An increase in cTnI serum levels in infants with HCMP pointed to subclinical myocyte injury. The mechanisms of myocyte injury in HCMP are not fully understood. It may be caused by relative myocardial ischemia resulting from an imbalance between inappropriate hypertrophy of the myocardium and insufficient oxygen supply [20, 22]. Left ventricular contractility as assessed by the ejection fraction and percentage shortening of the internal thickness was higher in infants of diabetic mothers compared with the controls. This finding could reflect myocardial compromise or an increase in the ventricular workload [24]. These data suggest that maternal diabetes is associated with significant effects on neonatal cardiac function with correlation between interventricular septal diameter and troponin I release in diabetic pregnancy. Poor glycemic control in early pregnancy changes fetal cardiac gene activation and predisposes the fetus to myocardial hypertrophy [24, 25].
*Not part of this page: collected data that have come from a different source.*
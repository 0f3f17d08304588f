//! Storage Contract
//!
//! The pluggable provider interface every backend must satisfy. Any store
//! honoring these concurrency guarantees (in-memory map, document store,
//! relational table) can carry the exchange without protocol changes.
//!
//! ## Guarantees
//! - **`add_or_get`**: under concurrent callers racing on one key, exactly one
//!   factory result is durably stored and all callers observe that value.
//!   This is the idempotency primitive behind response commit.
//! - **`add_or_update`**: optimistic concurrency; the write is conditioned on
//!   the version read, and the whole read-modify-write is retried a bounded
//!   number of times before surfacing `ConcurrencyExceeded`.
//! - Absence is `Ok(None)`, never an error.

use super::record::{StoreKey, ValueRecord};
use crate::error::StorageError;
use async_trait::async_trait;
use futures::future::BoxFuture;

/// Boxed future producing content for a storage write.
pub type ContentFuture = BoxFuture<'static, Result<Vec<u8>, StorageError>>;

/// One-shot factory producing the content of a new value.
///
/// May resolve to [`StorageError::Aborted`] to decline the write; nothing is
/// stored in that case and the error propagates to the caller.
pub type AddFactory = Box<dyn FnOnce() -> ContentFuture + Send>;

/// Factory producing updated content from the current record. Invoked once
/// per optimistic-concurrency attempt, so it must be re-runnable.
pub type UpdateFactory = Box<dyn Fn(ValueRecord) -> ContentFuture + Send + Sync>;

/// Base key-value contract.
#[async_trait]
pub trait Storage: Send + Sync {
    /// Returns the existing value, or computes one via `add` and inserts it.
    ///
    /// Concurrent callers racing on the same key collapse: at most one
    /// factory runs to completion, its result becomes the durable value, and
    /// every caller observes that same record.
    async fn add_or_get(&self, key: &StoreKey, add: AddFactory)
    -> Result<ValueRecord, StorageError>;

    /// Inserts via `add` when absent; otherwise writes `update(current)` as a
    /// new version under optimistic concurrency.
    async fn add_or_update(
        &self,
        key: &StoreKey,
        add: AddFactory,
        update: UpdateFactory,
    ) -> Result<ValueRecord, StorageError>;

    /// Reads the current (highest-version) value.
    async fn try_get(&self, key: &StoreKey) -> Result<Option<ValueRecord>, StorageError>;

    /// Removes a key entirely, returning the removed current value.
    async fn try_remove(&self, key: &StoreKey) -> Result<Option<ValueRecord>, StorageError>;
}

/// Versioned storage keeping every written snapshot until compacted.
#[async_trait]
pub trait HistoricalStorage: Storage {
    /// Returns the exact snapshot at `version`, never the latest unless the
    /// latest happens to carry that version.
    async fn try_get_version(
        &self,
        key: &StoreKey,
        version: i64,
    ) -> Result<Option<ValueRecord>, StorageError>;

    /// Deletes all snapshots with version <= `up_to_version`, returning how
    /// many were removed.
    async fn try_remove_up_to(
        &self,
        key: &StoreKey,
        up_to_version: i64,
    ) -> Result<usize, StorageError>;
}

/// Per-key append-only log storage.
#[async_trait]
pub trait PartitionedStorage: Send + Sync {
    /// Appends an entry under `key`, assigning the next dense index.
    /// Entries are immutable once appended.
    async fn add(&self, key: &str, content: Vec<u8>) -> Result<i64, StorageError>;

    /// Reads one entry by its index.
    async fn try_get(&self, key: &str, index: i64) -> Result<Option<ValueRecord>, StorageError>;

    /// Enumerates distinct keys with at least one entry.
    async fn get_keys(&self) -> Result<Vec<String>, StorageError>;
}

/// Key enumeration, used by compaction jobs and diagnostics.
#[async_trait]
pub trait AdminStorage: Send + Sync {
    async fn get_keys(&self) -> Result<Vec<StoreKey>, StorageError>;
}

/// Convenience factory for content that is already known.
pub fn ready_content(content: Vec<u8>) -> AddFactory {
    Box::new(move || Box::pin(async move { Ok(content) }))
}
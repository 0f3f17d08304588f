//! Interceptor Pipeline
//!
//! Every local handler invocation runs through an ordered wrapper chain
//! composed once at startup:
//!
//! 1. **`diagnostics`**: opens a span named after the message type and marks
//!    it failed on any error; the span always closes.
//! 2. **`classify`**: wraps undeclared errors into a generic handling
//!    failure; declared domain errors and timeout/cancellation pass through.
//! 3. **`timeout`**: bounds the inner chain with a deadline; expiry is a
//!    transient condition, not a permanent failure.
//! 4. **`caching`**: memoizes outcomes by content fingerprint through the
//!    result store's idempotent insert. This stage is the only one touching
//!    persistent state; it doubles as the server's response commit.
//! 5. **`retry`**: re-runs the inner chain on retriable errors per a backoff
//!    strategy; critical errors propagate immediately.
//!
//! Ordering matters: caching below timeout keeps even a slow store bounded;
//! retry below caching means a cache hit never re-runs anything.

pub mod caching;
pub mod classify;
pub mod diagnostics;
pub mod retry;
pub mod timeout;

mod tests;

use crate::coordination::types::MessageEnvelope;
use crate::error::ExchangeError;
use async_trait::async_trait;
use futures::future::BoxFuture;
use std::sync::Arc;

/// Boxed future of a handler outcome.
pub type HandlerFuture = BoxFuture<'static, Result<Vec<u8>, ExchangeError>>;

/// The innermost stage: the locally registered handler.
pub type Terminal = Arc<dyn Fn(MessageEnvelope) -> HandlerFuture + Send + Sync>;

/// One stage of the chain. Receives the message and the remainder of the
/// chain; may run `next` zero, one, or several times.
#[async_trait]
pub trait Interceptor: Send + Sync {
    async fn invoke(
        &self,
        envelope: MessageEnvelope,
        next: Next,
    ) -> Result<Vec<u8>, ExchangeError>;
}

/// Owned cursor over the remainder of the chain. Cloneable so stages like
/// retry can re-run their inner chain, and `'static` so the caching stage
/// can move it into a storage factory.
#[derive(Clone)]
pub struct Next {
    stages: Arc<[Arc<dyn Interceptor>]>,
    index: usize,
    terminal: Terminal,
}

impl Next {
    /// Runs the rest of the chain for `envelope`.
    pub fn run(self, envelope: MessageEnvelope) -> HandlerFuture {
        if self.index < self.stages.len() {
            let stage = self.stages[self.index].clone();
            let next = Next {
                stages: self.stages,
                index: self.index + 1,
                terminal: self.terminal,
            };
            Box::pin(async move { stage.invoke(envelope, next).await })
        } else {
            (self.terminal)(envelope)
        }
    }
}

/// An ordered interceptor chain composed at startup.
pub struct Pipeline {
    stages: Arc<[Arc<dyn Interceptor>]>,
    terminal: Terminal,
}

impl Pipeline {
    pub fn builder() -> PipelineBuilder {
        PipelineBuilder { stages: Vec::new() }
    }

    /// Dispatches one message through every stage down to the handler.
    pub async fn dispatch(&self, envelope: MessageEnvelope) -> Result<Vec<u8>, ExchangeError> {
        let next = Next {
            stages: self.stages.clone(),
            index: 0,
            terminal: self.terminal.clone(),
        };
        next.run(envelope).await
    }
}

/// Collects stages in outer-to-inner order.
pub struct PipelineBuilder {
    stages: Vec<Arc<dyn Interceptor>>,
}

impl PipelineBuilder {
    pub fn with(mut self, stage: Arc<dyn Interceptor>) -> Self {
        self.stages.push(stage);
        self
    }

    pub fn build(self, terminal: Terminal) -> Pipeline {
        Pipeline {
            stages: self.stages.into(),
            terminal,
        }
    }
}
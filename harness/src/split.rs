//! Seeded train/test partitioning.

use linkbench_core::{LinkBenchError, Result};
use rand::seq::SliceRandom;
use rand::SeedableRng;
use rand_chacha::ChaCha8Rng;

/// Partition row indices into `(train, test)` by a seeded shuffle.
///
/// The test partition takes `ceil(n_rows * test_fraction)` rows, clamped so
/// neither side is empty. The same `(n_rows, test_fraction, seed)` always
/// yields the same partition.
pub fn train_test_split(
    n_rows: usize,
    test_fraction: f64,
    seed: u64,
) -> Result<(Vec<usize>, Vec<usize>)> {
    if !(0.0..1.0).contains(&test_fraction) || test_fraction == 0.0 {
        return Err(LinkBenchError::Config(format!(
            "test fraction must be in (0, 1), got {test_fraction}"
        )));
    }
    if n_rows < 2 {
        return Err(LinkBenchError::Data(format!(
            "need at least 2 rows to split, got {n_rows}"
        )));
    }

    let mut indices: Vec<usize> = (0..n_rows).collect();
    let mut rng = ChaCha8Rng::seed_from_u64(seed);
    indices.shuffle(&mut rng);

    let n_test = ((n_rows as f64 * test_fraction).ceil() as usize).clamp(1, n_rows - 1);
    let test = indices[..n_test].to_vec();
    let train = indices[n_test..].to_vec();
    Ok((train, test))
}
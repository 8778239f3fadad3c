//! Core types, configuration, and errors for linkbench
//!
//! This crate contains the foundational types shared across all linkbench
//! components: the feature-set selection policies, the classifier variants,
//! the evaluation configuration, and the common error type.

use serde::{Deserialize, Serialize};
use std::path::PathBuf;

// ---------------------------------------------------------------------------
// Feature naming convention
// ---------------------------------------------------------------------------

/// The four static structural-similarity feature files.
pub const STATIC_FEATURES: [&str; 4] = ["aa.npy", "cn.npy", "jc.npy", "pa.npy"];

/// Filename prefix marking node-activity features.
pub const NODE_ACTIVITY_PREFIX: &str = "na";

/// Filename substring marking features aggregated with the 100th percentile.
pub const QUANTILE_100_MARKER: &str = "_q100";

// ---------------------------------------------------------------------------
// Feature-set policies
// ---------------------------------------------------------------------------

/// A named policy selecting which precomputed feature arrays participate in
/// a classifier's input matrix.
///
/// Each variant maps to a filename-inclusion predicate over the fixed naming
/// convention: four static structural features ([`STATIC_FEATURES`]),
/// node-activity features (prefixed with [`NODE_ACTIVITY_PREFIX`]), and
/// quantile-100 aggregates (containing [`QUANTILE_100_MARKER`]).
#[derive(Debug, Clone, Copy, PartialEq, Eq, Hash, Serialize, Deserialize)]
pub enum FeatureSet {
    /// Static structural features only.
    I,
    /// Temporal features with past-event aggregation: everything that is not
    /// a node-activity feature.
    IIA,
    /// Temporal features without past-event aggregation: static features or
    /// quantile-100 aggregates, excluding node-activity features.
    IIB,
    /// Node-activity features with past-event aggregation.
    IIIA,
    /// Node-activity features without past-event aggregation: node-activity
    /// features restricted to quantile-100 aggregates.
    IIIB,
    /// Union of I, II-A, and III-A.
    ///
    /// The third disjunct ("not node-activity") already covers the complement
    /// of the first, so this predicate accepts every filename. The upstream
    /// experiments were published with this behavior, so it is preserved
    /// exactly; see the tautology test below.
    Combined,
}

impl FeatureSet {
    /// All six policies, in their canonical order.
    pub const ALL: [FeatureSet; 6] = [
        Self::I,
        Self::IIA,
        Self::IIB,
        Self::IIIA,
        Self::IIIB,
        Self::Combined,
    ];

    /// Whether a feature file with this name participates in the matrix.
    ///
    /// Pure and total: any string maps to a boolean.
    #[must_use]
    pub fn selects(&self, filename: &str) -> bool {
        let is_static = STATIC_FEATURES.contains(&filename);
        let is_node_activity = filename.starts_with(NODE_ACTIVITY_PREFIX);
        let is_q100 = filename.contains(QUANTILE_100_MARKER);

        match self {
            Self::I => is_static,
            Self::IIA => !is_node_activity,
            Self::IIB => (is_static || is_q100) && !is_node_activity,
            Self::IIIA => is_node_activity,
            Self::IIIB => is_node_activity && is_q100,
            Self::Combined => is_node_activity || is_static || !is_node_activity,
        }
    }
}

impl std::fmt::Display for FeatureSet {
    fn fmt(&self, f: &mut std::fmt::Formatter<'_>) -> std::fmt::Result {
        match self {
            Self::I => write!(f, "I"),
            Self::IIA => write!(f, "II-A"),
            Self::IIB => write!(f, "II-B"),
            Self::IIIA => write!(f, "III-A"),
            Self::IIIB => write!(f, "III-B"),
            Self::Combined => write!(f, "I+II-A+III-A"),
        }
    }
}

impl std::str::FromStr for FeatureSet {
    type Err = LinkBenchError;

    fn from_str(s: &str) -> std::result::Result<Self, Self::Err> {
        match s {
            "I" => Ok(Self::I),
            "II-A" => Ok(Self::IIA),
            "II-B" => Ok(Self::IIB),
            "III-A" => Ok(Self::IIIA),
            "III-B" => Ok(Self::IIIB),
            "I+II-A+III-A" => Ok(Self::Combined),
            _ => Err(LinkBenchError::Config(format!(
                "feature set not recognized: {s}"
            ))),
        }
    }
}

// ---------------------------------------------------------------------------
// Classifier variants
// ---------------------------------------------------------------------------

/// The classifier fitted on a feature matrix.
///
/// A closed set of variants, each with its own fixed preprocessing and
/// fitting recipe; selection is by exhaustive pattern match in the evaluator.
/// The `Display` form is part of the on-disk contract: it names the result
/// artifact for a combination.
#[derive(Debug, Clone, Copy, PartialEq, Eq, Hash, Serialize, Deserialize)]
pub enum Classifier {
    /// Standardize features (fit on train only), then an L2-regularized
    /// logistic classifier with a generous iteration cap.
    LogisticRegression,
    /// An ensemble of gini decision trees on bootstrap samples, built in
    /// parallel; no preprocessing.
    RandomForest,
    /// Gradient-boosted trees with the log-loss objective; no preprocessing.
    XGBoost,
}

impl std::fmt::Display for Classifier {
    fn fmt(&self, f: &mut std::fmt::Formatter<'_>) -> std::fmt::Result {
        match self {
            Self::LogisticRegression => write!(f, "LogisticRegression"),
            Self::RandomForest => write!(f, "RandomForest"),
            Self::XGBoost => write!(f, "XGBoost"),
        }
    }
}

impl std::str::FromStr for Classifier {
    type Err = LinkBenchError;

    fn from_str(s: &str) -> std::result::Result<Self, Self::Err> {
        match s {
            "LogisticRegression" => Ok(Self::LogisticRegression),
            "RandomForest" => Ok(Self::RandomForest),
            "XGBoost" => Ok(Self::XGBoost),
            _ => Err(LinkBenchError::Config(format!(
                "invalid classifier: {s}"
            ))),
        }
    }
}

// ---------------------------------------------------------------------------
// Configuration
// ---------------------------------------------------------------------------

/// Evaluation configuration.
///
/// Replaces the compiled-in path template and exclusion list of the original
/// experiments with explicit, overridable settings.
#[derive(Debug, Clone, Serialize, Deserialize)]
pub struct EvalConfig {
    /// Root directory holding one subdirectory per network, named by
    /// zero-padded two-digit ID.
    #[serde(default = "default_data_root")]
    pub data_root: PathBuf,
    /// Network IDs excluded from full-batch runs.
    #[serde(default = "default_excluded_networks")]
    pub excluded_networks: Vec<u32>,
    /// The fixed list of discrete-network IDs.
    #[serde(default = "default_discrete_networks")]
    pub discrete_networks: Vec<u32>,
    /// Highest network ID considered by full-batch runs (IDs start at 1).
    #[serde(default = "default_max_network")]
    pub max_network: u32,
    /// Fraction of rows held out for testing.
    #[serde(default = "default_test_fraction")]
    pub test_fraction: f64,
}

fn default_data_root() -> PathBuf {
    PathBuf::from("./data")
}

fn default_excluded_networks() -> Vec<u32> {
    vec![5, 15, 17, 26, 27]
}

fn default_discrete_networks() -> Vec<u32> {
    vec![18, 20, 21, 9, 4, 8, 24, 16, 11, 10]
}

fn default_max_network() -> u32 {
    30
}

fn default_test_fraction() -> f64 {
    0.25
}

impl Default for EvalConfig {
    fn default() -> Self {
        Self {
            data_root: default_data_root(),
            excluded_networks: default_excluded_networks(),
            discrete_networks: default_discrete_networks(),
            max_network: default_max_network(),
            test_fraction: default_test_fraction(),
        }
    }
}

impl EvalConfig {
    /// Directory of one network: `<data_root>/<id:02>`.
    #[must_use]
    pub fn network_dir(&self, network: u32) -> PathBuf {
        self.data_root.join(format!("{network:02}"))
    }

    /// All network IDs covered by a full-batch run, in ascending order:
    /// `1..=max_network` minus the exclusion list.
    #[must_use]
    pub fn batch_networks(&self) -> Vec<u32> {
        (1..=self.max_network)
            .filter(|id| !self.excluded_networks.contains(id))
            .collect()
    }
}

// ---------------------------------------------------------------------------
// Error types
// ---------------------------------------------------------------------------

/// Core error types.
#[derive(thiserror::Error, Debug)]
pub enum LinkBenchError {
    /// Unrecognized feature set, classifier, or invalid settings.
    #[error("Configuration error: {0}")]
    Config(String),

    /// Missing or malformed on-disk data.
    #[error("Data error: {0}")]
    Data(String),

    /// Filesystem error.
    #[error("I/O error: {0}")]
    Io(#[from] std::io::Error),

    /// Serialization / deserialization error.
    #[error("Serialization error: {0}")]
    Serialization(#[from] serde_json::Error),
}

/// Convenience alias for `std::result::Result<T, LinkBenchError>`.
pub type Result<T> = std::result::Result<T, LinkBenchError>;

// ---------------------------------------------------------------------------
// Tests
// ---------------------------------------------------------------------------
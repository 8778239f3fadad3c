//! Gradient-boosted trees with the logistic (log-loss) objective.
//!
//! Each round fits a regression tree to the gradient of the log-loss
//! (`y - p`) with Newton leaf values (`sum(grad) / sum(hess)`), then adds it
//! to the score with a shrinkage factor. Score updates run on the bounded
//! worker pool; tree construction itself is sequential across rounds.

use linkbench_core::{LinkBenchError, Result};
use ndarray::Array2;
use rand::SeedableRng;
use rand_chacha::ChaCha8Rng;
use rayon::prelude::*;

use crate::effective_workers;
use crate::tree::{DecisionTree, TreeParams};

/// Boosting hyperparameters.
#[derive(Debug, Clone)]
pub struct GradientBoostingConfig {
    /// Number of boosting rounds.
    pub n_estimators: usize,
    /// Shrinkage applied to each tree's contribution.
    pub learning_rate: f64,
    /// Depth limit per tree.
    pub max_depth: usize,
    /// Minimum rows required to attempt a split.
    pub min_samples_split: usize,
}

impl Default for GradientBoostingConfig {
    fn default() -> Self {
        Self {
            n_estimators: 100,
            learning_rate: 0.3,
            max_depth: 6,
            min_samples_split: 2,
        }
    }
}

/// A fitted boosted ensemble.
pub struct GradientBoostingClassifier {
    trees: Vec<DecisionTree>,
    learning_rate: f64,
}

fn sigmoid(z: f64) -> f64 {
    if z >= 0.0 {
        1.0 / (1.0 + (-z).exp())
    } else {
        let e = z.exp();
        e / (1.0 + e)
    }
}

impl GradientBoostingClassifier {
    /// Fit on raw (unscaled) features and 0/1 labels.
    pub fn fit(
        x: &Array2<f64>,
        y: &[i64],
        config: &GradientBoostingConfig,
        seed: u64,
        n_jobs: i32,
    ) -> Result<Self> {
        let n = x.nrows();
        let rows: Vec<usize> = (0..n).collect();
        let params = TreeParams {
            max_depth: Some(config.max_depth),
            min_samples_split: config.min_samples_split,
            max_features: None,
        };

        let workers = effective_workers(n_jobs).min(n.max(1));
        let pool = rayon::ThreadPoolBuilder::new()
            .num_threads(workers)
            .build()
            .map_err(|e| LinkBenchError::Config(format!("worker pool: {e}")))?;

        let mut scores = vec![0.0f64; n];
        let mut trees = Vec::with_capacity(config.n_estimators);

        for round in 0..config.n_estimators {
            let mut grad = Vec::with_capacity(n);
            let mut hess = Vec::with_capacity(n);
            for (i, &label) in y.iter().enumerate() {
                let p = sigmoid(scores[i]);
                grad.push(label as f64 - p);
                hess.push((p * (1.0 - p)).max(1e-16));
            }

            let mut rng = ChaCha8Rng::seed_from_u64(seed.wrapping_add(round as u64));
            let tree = DecisionTree::fit(x, &grad, Some(&hess), &rows, &params, &mut rng);

            let lr = config.learning_rate;
            pool.install(|| {
                scores.par_iter_mut().enumerate().for_each(|(i, f)| {
                    *f += lr * tree.predict_row(x.row(i));
                });
            });
            trees.push(tree);
        }

        Ok(Self {
            trees,
            learning_rate: config.learning_rate,
        })
    }

    /// Positive-class probability per row.
    #[must_use]
    pub fn predict_proba(&self, x: &Array2<f64>) -> Vec<f64> {
        (0..x.nrows())
            .map(|i| {
                let row = x.row(i);
                let score: f64 = self
                    .trees
                    .iter()
                    .map(|t| self.learning_rate * t.predict_row(row))
                    .sum();
                sigmoid(score)
            })
            .collect()
    }
}

#[cfg(test)]
mod tests {
    use super::*;
    use crate::metrics::roc_auc_score;
    use ndarray::Array2;

    fn xor_free_data() -> (Array2<f64>, Vec<i64>) {
        let mut rows = Vec::new();
        let mut labels = Vec::new();
        for i in 0..8 {
            rows.extend_from_slice(&[i as f64, 0.5]);
            labels.push(0);
        }
        for i in 0..8 {
            rows.extend_from_slice(&[20.0 + i as f64, 0.5]);
            labels.push(1);
        }
        (Array2::from_shape_vec((16, 2), rows).unwrap(), labels)
    }

    #[test]
    fn separates_shifted_clusters() {
        let (x, y) = xor_free_data();
        let model =
            GradientBoostingClassifier::fit(&x, &y, &GradientBoostingConfig::default(), 42, 1)
                .unwrap();
        let probs = model.predict_proba(&x);
        let auc = roc_auc_score(&y, &probs);
        assert!((auc - 1.0).abs() < 1e-9, "expected perfect AUC, got {auc}");
    }

    #[test]
    fn boosting_moves_probabilities_toward_labels() {
        let (x, y) = xor_free_data();
        let config = GradientBoostingConfig {
            n_estimators: 20,
            ..GradientBoostingConfig::default()
        };
        let model = GradientBoostingClassifier::fit(&x, &y, &config, 1, 1).unwrap();
        let probs = model.predict_proba(&x);
        assert!(probs[0] < 0.2, "negative sample scored {}", probs[0]);
        assert!(probs[15] > 0.8, "positive sample scored {}", probs[15]);
    }

    #[test]
    fn worker_count_does_not_change_results() {
        let (x, y) = xor_free_data();
        let config = GradientBoostingConfig {
            n_estimators: 10,
            ..GradientBoostingConfig::default()
        };
        let a = GradientBoostingClassifier::fit(&x, &y, &config, 3, 1).unwrap();
        let b = GradientBoostingClassifier::fit(&x, &y, &config, 3, -1).unwrap();
        assert_eq!(a.predict_proba(&x), b.predict_proba(&x));
    }
}
//! Random forest of decision trees on bootstrap samples.
//!
//! Trees are grown concurrently on a dedicated worker pool sized from the
//! evaluation's parallelism argument (negative values select the fixed
//! [`crate::WORKER_CAP`]). Per-tree RNG streams are derived from the base
//! seed plus the tree index, so results are independent of scheduling order.

use linkbench_core::{LinkBenchError, Result};
use ndarray::Array2;
use rand::{Rng, SeedableRng};
use rand_chacha::ChaCha8Rng;
use rayon::prelude::*;

use crate::effective_workers;
use crate::tree::{DecisionTree, TreeParams};

/// Forest hyperparameters.
#[derive(Debug, Clone)]
pub struct RandomForestConfig {
    /// Number of trees.
    pub n_estimators: usize,
    /// Depth limit per tree; `None` grows trees fully.
    pub max_depth: Option<usize>,
    /// Minimum rows required to attempt a split.
    pub min_samples_split: usize,
}

impl Default for RandomForestConfig {
    fn default() -> Self {
        Self {
            n_estimators: 100,
            max_depth: None,
            min_samples_split: 2,
        }
    }
}

/// A fitted forest.
pub struct RandomForestClassifier {
    trees: Vec<DecisionTree>,
}

impl RandomForestClassifier {
    /// Fit on raw (unscaled) features and 0/1 labels.
    ///
    /// `seed` drives bootstrap sampling and per-split feature subsampling;
    /// `n_jobs` bounds the worker pool.
    pub fn fit(
        x: &Array2<f64>,
        y: &[i64],
        config: &RandomForestConfig,
        seed: u64,
        n_jobs: i32,
    ) -> Result<Self> {
        let n = x.nrows();
        let targets: Vec<f64> = y.iter().map(|&l| l as f64).collect();

        let mtry = (x.ncols() as f64).sqrt().round().max(1.0) as usize;
        let params = TreeParams {
            max_depth: config.max_depth,
            min_samples_split: config.min_samples_split,
            max_features: Some(mtry.min(x.ncols())),
        };

        let workers = effective_workers(n_jobs).min(config.n_estimators).max(1);
        let pool = rayon::ThreadPoolBuilder::new()
            .num_threads(workers)
            .build()
            .map_err(|e| LinkBenchError::Config(format!("worker pool: {e}")))?;

        let trees: Vec<DecisionTree> = pool.install(|| {
            (0..config.n_estimators)
                .into_par_iter()
                .map(|t| {
                    let mut rng = ChaCha8Rng::seed_from_u64(seed.wrapping_add(t as u64));
                    let rows: Vec<usize> = (0..n).map(|_| rng.gen_range(0..n)).collect();
                    DecisionTree::fit(x, &targets, None, &rows, &params, &mut rng)
                })
                .collect()
        });

        Ok(Self { trees })
    }

    /// Positive-class probability per row: the mean leaf value across trees.
    #[must_use]
    pub fn predict_proba(&self, x: &Array2<f64>) -> Vec<f64> {
        let n_trees = self.trees.len().max(1) as f64;
        (0..x.nrows())
            .map(|i| {
                let row = x.row(i);
                self.trees.iter().map(|t| t.predict_row(row)).sum::<f64>() / n_trees
            })
            .collect()
    }
}
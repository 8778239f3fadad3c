//! Per-column standardization (zero mean, unit variance).

use ndarray::{Array2, Axis};

/// Column-wise standardizer fitted on training rows only.
///
/// Constant columns keep a scale of 1.0 so they pass through as zeros
/// instead of producing NaNs.
#[derive(Debug, Clone)]
pub struct StandardScaler {
    mean: Vec<f64>,
    scale: Vec<f64>,
}

impl StandardScaler {
    /// Fit per-column mean and standard deviation (population variance).
    #[must_use]
    pub fn fit(x: &Array2<f64>) -> Self {
        let n = x.nrows() as f64;
        let mut mean = Vec::with_capacity(x.ncols());
        let mut scale = Vec::with_capacity(x.ncols());

        for column in x.axis_iter(Axis(1)) {
            let m = column.sum() / n;
            let var = column.iter().map(|v| (v - m).powi(2)).sum::<f64>() / n;
            let sd = var.sqrt();
            mean.push(m);
            scale.push(if sd > 0.0 { sd } else { 1.0 });
        }

        Self { mean, scale }
    }

    /// Apply the fitted transform to a matrix with the same column layout.
    #[must_use]
    pub fn transform(&self, x: &Array2<f64>) -> Array2<f64> {
        let mut out = x.clone();
        for (j, mut column) in out.axis_iter_mut(Axis(1)).enumerate() {
            let m = self.mean[j];
            let s = self.scale[j];
            column.mapv_inplace(|v| (v - m) / s);
        }
        out
    }
}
The findings in this work suggest that cTnI is a biochemical marker as sensitive as echocardiographic measurements in the detection of cardiac dysfunction and should be done to any infant born to a diabetic mother suffering from respiratory distress.


Cardiac troponin I (cTnI) is a useful biochemical marker for monitoring myocardial injury in infants of diabetic mothers. It is a sensitive marker so as echocardiographic measurements in detection of cardiac dysfunction. It should be estimated in any infant born to a diabetic mother, mostly in those who present respiratory distress as it can predict hypertrophic cardiomyopathy and/or left ventricular dysfunction.